2. Don’t let your preferences lead them too much. Whilst it’s natural for parents who loved maths or science at school to push kids towards more logical subjects, make sure kids get to try a wide variety and make up their own minds. Last week we spoke about a number of Parents Pushing Kids To Live Their dreams – so be careful!
3. Encourage children to choose subjects they really enjoy at GCSE rather than thinking too hard about their careers, but make sure they keep the doors open if they show signs of wanting to follow a particular career path. For example if a child wants to be a doctor when they grow up, they should enjoy biology. If he/she likes biology, then they'll be more likely to do well at it and get into a good med school. If he/she doesn't like biology, he/she is unlikely to succeed at med school – so maybe it’s time to think about what they do enjoy and plan a career from that.
4. Invest time and effort in helping kids getting solid results in core subjects of maths and English - a lot of doors are shut to people who don't have these.
5. Don't automatically push children down the university route - encourage them to find a career they love and, with a good work ethic, they'll be more likely to succeed at it. It’s also important not to create too much pressure for them to achieve your goals. A child who grows up thinking university is the only path for them could feel pressured to follow this, even if it isn’t their first choice.
6. Help develop a strong work ethic from an early age, this is going to help them no matter what path they want to follow. Introduce this by encouraging them to earn pocket money, help around the house and get part time jobs. Unpaid experience can be really beneficial so try to encourage this whilst you’re still supporting them as it can get much harder to do once they’re older.
7. Ask other adults to talk to your children about their jobs and offer work experience where possible - the more teenagers experience work, the better prepared they'll be. It can also be useful for giving them other role models, rather than just showing them what their parents do.
8. Keep as many options open for as long as possible, but by the time it gets to Uni, it's reasonable to expect a teenager to have some idea of the sort of job they want to get after they finish their studies. It can be tempting for kids to head to university just ‘for the experience’ with little idea of what their degree can actually bring them. For that reason, try to discourage doing a low-ranking degree at a third rate institution just to get a degree, as work experience and an apprenticeship are likely to be more beneficial in terms of later careers.
8. If your child is set on university try and arrange for them to speak to someone in their field of work. Also, do your own research and see what qualifications or experience certain employers are looking for. It’s important to see what is expected, as extra studies, hours of unpaid experience or further qualifications could all be required and could catch teens as a surprise.
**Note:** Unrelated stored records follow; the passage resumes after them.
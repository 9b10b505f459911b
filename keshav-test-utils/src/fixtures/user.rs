//! Keshav user and assignment fixtures.

use chrono::Utc;
use sea_orm::{ActiveModelTrait, ActiveValue, DatabaseConnection};

use crate::error::TestError;

pub struct UserFixtures<'a> {
    db: &'a DatabaseConnection,
}

impl<'a> UserFixtures<'a> {
    pub(crate) fn new(db: &'a DatabaseConnection) -> Self {
        Self { db }
    }

    pub async fn insert_user(
        &self,
        role: &str,
        gender: &str,
        region_id: Option<i32>,
    ) -> Result<entity::keshav_user::Model, TestError> {
        let user = entity::keshav_user::ActiveModel {
            display_name: ActiveValue::Set(format!("Test {}", role)),
            role: ActiveValue::Set(role.to_string()),
            gender: ActiveValue::Set(gender.to_string()),
            region_id: ActiveValue::Set(region_id),
            created_at: ActiveValue::Set(Utc::now().naive_utc()),
            ..Default::default()
        };

        Ok(user.insert(self.db).await?)
    }

    pub async fn assign_unit(
        &self,
        user_id: i32,
        unit_id: i32,
    ) -> Result<entity::user_unit_assignment::Model, TestError> {
        let assignment = entity::user_unit_assignment::ActiveModel {
            user_id: ActiveValue::Set(user_id),
            unit_id: ActiveValue::Set(unit_id),
            created_at: ActiveValue::Set(Utc::now().naive_utc()),
            ..Default::default()
        };

        Ok(assignment.insert(self.db).await?)
    }
}
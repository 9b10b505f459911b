use sea_orm_migration::{prelude::*, schema::*};

use crate::m20260110_000006_project::Project;

static IDX_PROJECT_EVENT_PROJECT_ID: &str = "idx_project_event_project_id";
static FK_PROJECT_EVENT_PROJECT_ID: &str = "fk_project_event_project_id";

#[derive(DeriveMigrationName)]
pub struct Migration;

#[async_trait::async_trait]
impl MigrationTrait for Migration {
    async fn up(&self, manager: &SchemaManager) -> Result<(), DbErr> {
        manager
            .create_table(
                Table::create()
                    .table(ProjectEvent::Table)
                    .if_not_exists()
                    .col(pk_auto(ProjectEvent::Id))
                    .col(integer(ProjectEvent::ProjectId))
                    .col(string(ProjectEvent::Name))
                    .col(boolean(ProjectEvent::IsPrimary))
                    .col(timestamp(ProjectEvent::StartsAt))
                    .col(timestamp(ProjectEvent::CreatedAt))
                    .to_owned(),
            )
            .await?;

        manager
            .create_index(
                Index::create()
                    .name(IDX_PROJECT_EVENT_PROJECT_ID)
                    .table(ProjectEvent::Table)
                    .col(ProjectEvent::ProjectId)
                    .to_owned(),
            )
            .await?;

        manager
            .create_foreign_key(
                ForeignKey::create()
                    .name(FK_PROJECT_EVENT_PROJECT_ID)
                    .from_tbl(ProjectEvent::Table)
                    .from_col(ProjectEvent::ProjectId)
                    .to_tbl(Project::Table)
                    .to_col(Project::Id)
                    .to_owned(),
            )
            .await?;

        Ok(())
    }

    async fn down(&self, manager: &SchemaManager) -> Result<(), DbErr> {
        manager
            .drop_foreign_key(
                ForeignKey::drop()
                    .name(FK_PROJECT_EVENT_PROJECT_ID)
                    .table(ProjectEvent::Table)
                    .to_owned(),
            )
            .await?;

        manager
            .drop_index(
                Index::drop()
                    .name(IDX_PROJECT_EVENT_PROJECT_ID)
                    .table(ProjectEvent::Table)
                    .to_owned(),
            )
            .await?;

        manager
            .drop_table(Table::drop().table(ProjectEvent::Table).to_owned())
            .await?;

        Ok(())
    }
}

#[derive(DeriveIden)]
pub enum ProjectEvent {
    Table,
    Id,
    ProjectId,
    Name,
    IsPrimary,
    StartsAt,
    CreatedAt,
}
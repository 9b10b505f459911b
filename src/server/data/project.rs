use chrono::{NaiveDateTime, Utc};
use sea_orm::{
    ActiveModelTrait, ActiveValue, ColumnTrait, DatabaseConnection, DbErr, EntityTrait,
    QueryFilter, QueryOrder,
};

pub struct ProjectRepository<'a> {
    db: &'a DatabaseConnection,
}

impl<'a> ProjectRepository<'a> {
    /// Creates a new instance of [`ProjectRepository`]
    pub fn new(db: &'a DatabaseConnection) -> Self {
        Self { db }
    }

    pub async fn create(&self, name: &str) -> Result<entity::project::Model, DbErr> {
        let project = entity::project::ActiveModel {
            name: ActiveValue::Set(name.to_string()),
            created_at: ActiveValue::Set(Utc::now().naive_utc()),
            ..Default::default()
        };

        project.insert(self.db).await
    }

    pub async fn get(&self, project_id: i32) -> Result<Option<entity::project::Model>, DbErr> {
        entity::prelude::Project::find_by_id(project_id)
            .one(self.db)
            .await
    }

    pub async fn list(&self) -> Result<Vec<entity::project::Model>, DbErr> {
        entity::prelude::Project::find().all(self.db).await
    }
}

pub struct EventRepository<'a> {
    db: &'a DatabaseConnection,
}

impl<'a> EventRepository<'a> {
    /// Creates a new instance of [`EventRepository`]
    pub fn new(db: &'a DatabaseConnection) -> Self {
        Self { db }
    }

    pub async fn create(
        &self,
        project_id: i32,
        name: &str,
        is_primary: bool,
        starts_at: NaiveDateTime,
    ) -> Result<entity::project_event::Model, DbErr> {
        let event = entity::project_event::ActiveModel {
            project_id: ActiveValue::Set(project_id),
            name: ActiveValue::Set(name.to_string()),
            is_primary: ActiveValue::Set(is_primary),
            starts_at: ActiveValue::Set(starts_at),
            created_at: ActiveValue::Set(Utc::now().naive_utc()),
            ..Default::default()
        };

        event.insert(self.db).await
    }

    pub async fn get(&self, event_id: i32) -> Result<Option<entity::project_event::Model>, DbErr> {
        entity::prelude::ProjectEvent::find_by_id(event_id)
            .one(self.db)
            .await
    }

    pub async fn list_by_project(
        &self,
        project_id: i32,
    ) -> Result<Vec<entity::project_event::Model>, DbErr> {
        entity::prelude::ProjectEvent::find()
            .filter(entity::project_event::Column::ProjectId.eq(project_id))
            .order_by_asc(entity::project_event::Column::StartsAt)
            .all(self.db)
            .await
    }

    /// Returns the event flagged primary for the dashboard, preferring the most
    /// recently starting one if several are flagged.
    pub async fn get_primary(&self) -> Result<Option<entity::project_event::Model>, DbErr> {
        entity::prelude::ProjectEvent::find()
            .filter(entity::project_event::Column::IsPrimary.eq(true))
            .order_by_desc(entity::project_event::Column::StartsAt)
            .one(self.db)
            .await
    }
}
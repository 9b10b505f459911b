use chrono::NaiveDateTime;
use serde::{Deserialize, Serialize};

#[derive(Clone, Serialize, Deserialize, utoipa::ToSchema)]
pub struct ProjectDto {
    pub id: i32,
    pub name: String,
    pub created_at: NaiveDateTime,
}

#[derive(Clone, Serialize, Deserialize, utoipa::ToSchema)]
pub struct CreateProjectDto {
    pub name: String,
}

#[derive(Clone, Serialize, Deserialize, utoipa::ToSchema)]
pub struct EventDto {
    pub id: i32,
    pub project_id: i32,
    pub name: String,
    pub is_primary: bool,
    pub starts_at: NaiveDateTime,
}

#[derive(Clone, Serialize, Deserialize, utoipa::ToSchema)]
pub struct CreateEventDto {
    pub name: String,
    pub is_primary: bool,
    pub starts_at: NaiveDateTime,
}
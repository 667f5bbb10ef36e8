//! OpenAPI documentation and schema generation
//!
//! This module defines the OpenAPI specification for the tunefetch REST API
//! using utoipa for compile-time spec generation.

use utoipa::OpenApi;

/// OpenAPI documentation for the tunefetch REST API
///
/// The spec can be accessed via:
/// - `/api/openapi.json` - JSON format OpenAPI specification
/// - `/swagger-ui` - Interactive Swagger UI documentation
#[derive(OpenApi)]
#[openapi(
    info(
        title = "tunefetch REST API",
        version = "0.1.0",
        description = "Search for songs, fetch them as mp3 or opus in the background, and manage the stored library",
        license(
            name = "MIT OR Apache-2.0"
        )
    ),
    servers(
        (url = "http://localhost:5000", description = "Local development server")
    ),
    paths(
        // Jobs
        crate::api::routes::submit_job,
        crate::api::routes::poll_job,

        // Lookup
        crate::api::routes::resolve_query,
        crate::api::routes::suggest,

        // Library
        crate::api::routes::list_library,
        crate::api::routes::fetch_file,
        crate::api::routes::delete_file,

        // System
        crate::api::routes::health_check,
        crate::api::routes::openapi_spec,
        crate::api::routes::event_stream,
    ),
    components(schemas(
        // Core types from types.rs
        crate::types::JobId,
        crate::types::JobStatus,
        crate::types::JobRecord,
        crate::types::JobEvent,
        crate::types::Codec,
        crate::types::ArtifactInfo,
        crate::types::CatalogEntry,
        crate::types::TrackMetadata,
        crate::types::Suggestion,
        crate::types::SubmitOptions,

        // Config types from config.rs
        crate::config::Config,
        crate::config::StorageConfig,
        crate::config::EngineConfig,
        crate::config::SuggestionConfig,
        crate::config::JobConfig,
        crate::config::ServerConfig,
        crate::config::ApiConfig,

        // API request/response types
        crate::api::routes::SubmitRequest,
        crate::api::routes::SubmitResponse,
        crate::api::routes::QueryRequest,
        crate::api::routes::DeleteRequest,
        crate::api::routes::DeleteResponse,

        // Error types from error.rs
        crate::error::ApiError,
        crate::error::ErrorDetail,
    )),
    tags(
        (name = "jobs", description = "Background fetch jobs - Submit and poll"),
        (name = "lookup", description = "Metadata resolution and song suggestions"),
        (name = "library", description = "Stored files - List, stream and delete"),
        (name = "system", description = "System endpoints - Health checks, OpenAPI spec, events"),
    )
)]
pub struct ApiDoc;
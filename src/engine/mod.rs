//! External collaborators: the fetch-and-transcode engine and the metadata provider
//!
//! The service only talks to these through the [`FetchEngine`] and
//! [`MetadataProvider`] traits. Two implementations are provided:
//!
//! - [`YtDlp`]: drives the external `yt-dlp` binary
//! - [`UnavailableEngine`]: stub used when no binary can be found, so the
//!   server still starts and the catalog keeps working
//!
//! ## Usage
//!
//! ```no_run
//! use tunefetch::engine::{MetadataProvider, YtDlp};
//!
//! #[tokio::main]
//! async fn main() -> Result<(), Box<dyn std::error::Error>> {
//!     let ytdlp = YtDlp::from_path().expect("yt-dlp binary not found");
//!
//!     let track = ytdlp.resolve("around the world daft punk").await?;
//!     println!("{} by {} ({}s)", track.title, track.artist, track.duration);
//!
//!     Ok(())
//! }
//! ```

mod parser;
mod traits;
mod unavailable;
mod ytdlp;

pub use parser::{FetchLine, engine_failure_message, parse_candidate, parse_fetch_line, parse_track};
pub use traits::{FetchEngine, MetadataProvider};
pub use unavailable::UnavailableEngine;
pub use ytdlp::YtDlp;

use crate::config::EngineConfig;
use std::sync::Arc;

/// Pick the engine and provider implementations for a configuration
///
/// An explicit `binary_path` wins; otherwise PATH is searched when allowed.
/// Falls back to [`UnavailableEngine`] when nothing is found.
pub fn select_backends(
    config: &EngineConfig,
) -> (Arc<dyn FetchEngine>, Arc<dyn MetadataProvider>) {
    let ytdlp = if let Some(ref binary_path) = config.binary_path {
        Some(YtDlp::new(binary_path.clone()))
    } else if config.search_path {
        YtDlp::from_path()
    } else {
        None
    };

    match ytdlp {
        Some(ytdlp) => {
            let ytdlp = Arc::new(ytdlp.with_extra_args(config.extra_args.clone()));
            tracing::info!(
                binary = %ytdlp.binary_path().display(),
                "Fetch engine initialized"
            );
            let engine: Arc<dyn FetchEngine> = ytdlp.clone();
            let provider: Arc<dyn MetadataProvider> = ytdlp;
            (engine, provider)
        }
        None => {
            tracing::warn!(
                "yt-dlp not found; fetch jobs and search will fail until engine.binary_path is configured"
            );
            let engine: Arc<dyn FetchEngine> = Arc::new(UnavailableEngine);
            let provider: Arc<dyn MetadataProvider> = Arc::new(UnavailableEngine);
            (engine, provider)
        }
    }
}
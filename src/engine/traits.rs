//! Traits for the external fetch engine and metadata provider

use crate::progress::RawProgress;
use crate::types::{FetchSpec, Suggestion, TrackMetadata};
use async_trait::async_trait;
use std::path::{Path, PathBuf};
use tokio::sync::mpsc;

/// Retrieves a source and transcodes it into an audio file on disk
///
/// Implementations report progress by sending [`RawProgress`] events on the
/// supplied channel, in the order they happen. The channel is closed when
/// the implementation drops its sender, which must happen no later than
/// when `fetch` returns.
#[async_trait]
pub trait FetchEngine: Send + Sync {
    /// Fetch `spec` into `output_dir` and return the produced file's path
    ///
    /// # Errors
    ///
    /// Any error is terminal for the job that called it; its message becomes
    /// the job's `error` text. Partial files are left where they are.
    async fn fetch(
        &self,
        spec: &FetchSpec,
        output_dir: &Path,
        progress: mpsc::Sender<RawProgress>,
    ) -> crate::Result<PathBuf>;

    /// Human-readable name for logging
    fn name(&self) -> &'static str;
}

/// Resolves free text or URLs to track metadata
#[async_trait]
pub trait MetadataProvider: Send + Sync {
    /// Resolve a query or URL to the best matching track
    ///
    /// # Errors
    ///
    /// Returns [`crate::error::ResolutionError::NotFound`] when nothing
    /// matches and [`crate::error::ResolutionError::Failed`] when the
    /// provider itself fails.
    async fn resolve(&self, query: &str) -> crate::Result<TrackMetadata>;

    /// Return up to `limit` raw candidates for a query, unfiltered
    async fn search(&self, query: &str, limit: usize) -> crate::Result<Vec<Suggestion>>;

    /// Human-readable name for logging
    fn name(&self) -> &'static str;
}
//! Asynchronous fetch jobs
//!
//! - [`JobStore`] - actor owning the id → record map; the single source of
//!   truth read by pollers and written by runners
//! - [`JobRunner`] - runs one job on its own task and translates engine
//!   progress into records
//! - [`JobIdGenerator`] - unique, increasing job ids

mod runner;
mod store;

pub use runner::JobRunner;
pub use store::JobStore;

use crate::types::JobId;
use std::sync::atomic::{AtomicU64, Ordering};

/// Generates job ids from the current time in milliseconds
///
/// Ids are strictly increasing within a process: when two submissions land
/// in the same millisecond (or the clock steps back) the next id is the
/// previous one plus one.
#[derive(Debug, Default)]
pub struct JobIdGenerator {
    last: AtomicU64,
}

impl JobIdGenerator {
    /// Create a generator
    pub fn new() -> Self {
        Self::default()
    }

    /// Produce the next id
    pub fn next_id(&self) -> JobId {
        let now = u64::try_from(chrono::Utc::now().timestamp_millis()).unwrap_or(0);
        let mut current = self.last.load(Ordering::Relaxed);
        loop {
            let candidate = now.max(current + 1);
            match self.last.compare_exchange_weak(
                current,
                candidate,
                Ordering::AcqRel,
                Ordering::Relaxed,
            ) {
                Ok(_) => return JobId(candidate.to_string()),
                Err(actual) => current = actual,
            }
        }
    }
}
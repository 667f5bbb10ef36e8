//! Stub backend used when yt-dlp is not installed

use super::traits::{FetchEngine, MetadataProvider};
use crate::error::ResolutionError;
use crate::progress::RawProgress;
use crate::types::{FetchSpec, Suggestion, TrackMetadata};
use async_trait::async_trait;
use std::path::{Path, PathBuf};
use tokio::sync::mpsc;

const MISSING_BINARY: &str =
    "yt-dlp binary not found. Configure engine.binary_path or ensure yt-dlp is in PATH.";

/// Backend that fails every operation
///
/// Lets the server run without the engine: fetch jobs end in the `error`
/// state, resolve reports a failure and suggestions degrade to an empty list.
///
/// # Examples
///
/// ```
/// use tunefetch::engine::{MetadataProvider, UnavailableEngine};
///
/// # #[tokio::main]
/// # async fn main() {
/// let result = UnavailableEngine.resolve("anything").await;
/// assert!(result.is_err());
/// # }
/// ```
pub struct UnavailableEngine;

#[async_trait]
impl FetchEngine for UnavailableEngine {
    async fn fetch(
        &self,
        _spec: &FetchSpec,
        _output_dir: &Path,
        _progress: mpsc::Sender<RawProgress>,
    ) -> crate::Result<PathBuf> {
        Err(crate::Error::ExternalTool(MISSING_BINARY.into()))
    }

    fn name(&self) -> &'static str {
        "unavailable"
    }
}

#[async_trait]
impl MetadataProvider for UnavailableEngine {
    async fn resolve(&self, _query: &str) -> crate::Result<TrackMetadata> {
        Err(ResolutionError::Failed {
            reason: MISSING_BINARY.into(),
        }
        .into())
    }

    async fn search(&self, _query: &str, _limit: usize) -> crate::Result<Vec<Suggestion>> {
        Err(crate::Error::ExternalTool(MISSING_BINARY.into()))
    }

    fn name(&self) -> &'static str {
        "unavailable"
    }
}
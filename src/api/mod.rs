//! REST API server module
//!
//! Serves the orchestration operations over HTTP under `/api`, plus an
//! event stream, OpenAPI docs and (optionally) the web page bundle.

use crate::{Config, Result, TuneFetch};
use axum::{
    Router,
    http::HeaderValue,
    routing::{get, post},
};
use std::sync::Arc;
use tokio::net::TcpListener;
use tower_http::cors::{AllowOrigin, Any, CorsLayer};
use tower_http::services::ServeDir;
use tower_http::trace::TraceLayer;
use utoipa::OpenApi;
use utoipa_swagger_ui::SwaggerUi;

pub mod error_response;
pub mod openapi;
pub mod routes;
pub mod state;

pub use openapi::ApiDoc;
pub use state::AppState;

/// Create the API router with all route definitions
///
/// # Routes
///
/// ## Jobs
/// - `POST /api/download` - Submit a fetch job
/// - `GET /api/progress/:task_id` - Poll a job
///
/// ## Lookup
/// - `POST /api/search` - Resolve a query to track metadata
/// - `POST /api/suggestions` - Best-effort song suggestions
///
/// ## Library
/// - `GET /api/library` - List stored files
/// - `GET /api/music/*filename` - Stream a stored file
/// - `POST /api/delete` - Delete a stored mp3
///
/// ## System
/// - `GET /api/health` - Health check
/// - `GET /api/openapi.json` - OpenAPI specification
/// - `GET /api/events` - Server-sent job events
/// - `GET /swagger-ui` - Interactive Swagger UI documentation (if enabled)
pub fn create_router(service: Arc<TuneFetch>, config: Arc<Config>) -> Router {
    let state = AppState::new(service);

    let api = Router::new()
        // Jobs
        .route("/download", post(routes::submit_job))
        .route("/progress/:task_id", get(routes::poll_job))
        // Lookup
        .route("/search", post(routes::resolve_query))
        .route("/suggestions", post(routes::suggest))
        // Library
        .route("/library", get(routes::list_library))
        .route("/music/*filename", get(routes::fetch_file))
        .route("/delete", post(routes::delete_file))
        // System
        .route("/health", get(routes::health_check))
        .route("/openapi.json", get(routes::openapi_spec))
        .route("/events", get(routes::event_stream));

    let router = Router::new().nest("/api", api);

    // Swagger UI serves its own copy of the spec so it never collides with /api/openapi.json
    let router = if config.server.api.swagger_ui {
        router.merge(SwaggerUi::new("/swagger-ui").url("/api-docs/openapi.json", ApiDoc::openapi()))
    } else {
        router
    };

    let router = router.with_state(state);

    let router = match &config.server.api.static_dir {
        Some(dir) => router.fallback_service(ServeDir::new(dir)),
        None => router,
    };

    let router = router.layer(TraceLayer::new_for_http());

    if config.server.api.cors_enabled {
        let cors = build_cors_layer(&config.server.api.cors_origins);
        router.layer(cors)
    } else {
        router
    }
}

/// Build a CORS layer based on configured origins
///
/// Supports "*" for any origin; an empty list is treated the same way.
fn build_cors_layer(origins: &[String]) -> CorsLayer {
    let allow_any = origins.iter().any(|o| o == "*");

    if allow_any || origins.is_empty() {
        CorsLayer::new()
            .allow_origin(Any)
            .allow_methods(Any)
            .allow_headers(Any)
    } else {
        let allowed: Vec<HeaderValue> = origins.iter().filter_map(|o| o.parse().ok()).collect();

        CorsLayer::new()
            .allow_origin(AllowOrigin::list(allowed))
            .allow_methods(Any)
            .allow_headers(Any)
    }
}

/// Start the API server on the configured bind address.
///
/// Runs until [`TuneFetch::shutdown`] is called, then lets in-flight
/// requests finish before returning.
///
/// # Example
///
/// ```no_run
/// use tunefetch::{Config, TuneFetch};
/// use std::sync::Arc;
///
/// # async fn example() -> Result<(), Box<dyn std::error::Error>> {
/// let config = Arc::new(Config::default());
/// let service = Arc::new(TuneFetch::new((*config).clone()).await?);
///
/// // Start API server (blocks until shutdown)
/// tunefetch::api::start_api_server(service, config).await?;
/// # Ok(())
/// # }
/// ```
pub async fn start_api_server(service: Arc<TuneFetch>, config: Arc<Config>) -> Result<()> {
    let bind_address = config.server.api.bind_address;

    tracing::info!(address = %bind_address, "Starting API server");

    let shutdown = service.shutdown_token();
    let app = create_router(service, config);

    let listener = TcpListener::bind(bind_address)
        .await
        .map_err(crate::error::Error::Io)?;

    tracing::info!(
        address = %listener.local_addr().unwrap_or(bind_address),
        "API server listening"
    );

    axum::serve(listener, app)
        .with_graceful_shutdown(async move { shutdown.cancelled().await })
        .await
        .map_err(|e| crate::error::Error::ApiServerError(e.to_string()))?;

    tracing::info!("API server stopped");
    Ok(())
}

// unwrap/expect are acceptable in tests for concise failure-on-error assertions
#[allow(clippy::unwrap_used, clippy::expect_used)]
#[cfg(test)]
mod tests;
9. Speak to older children about doing apprenticeships and possibly gaining further qualifications whilst they’re in work, with day release schemes for example. This can help manage cash flow whilst still learning new skills and can work especially well during sixth form or college.
10. DON’T push your children into careers that you think they should have - it's their life and over half of it will be spent working so life will be so much easier and better for the children if they find a job they enjoy.
What career path does your child want to go down? Do you think enough is done to try and teach kids about all the options they can have?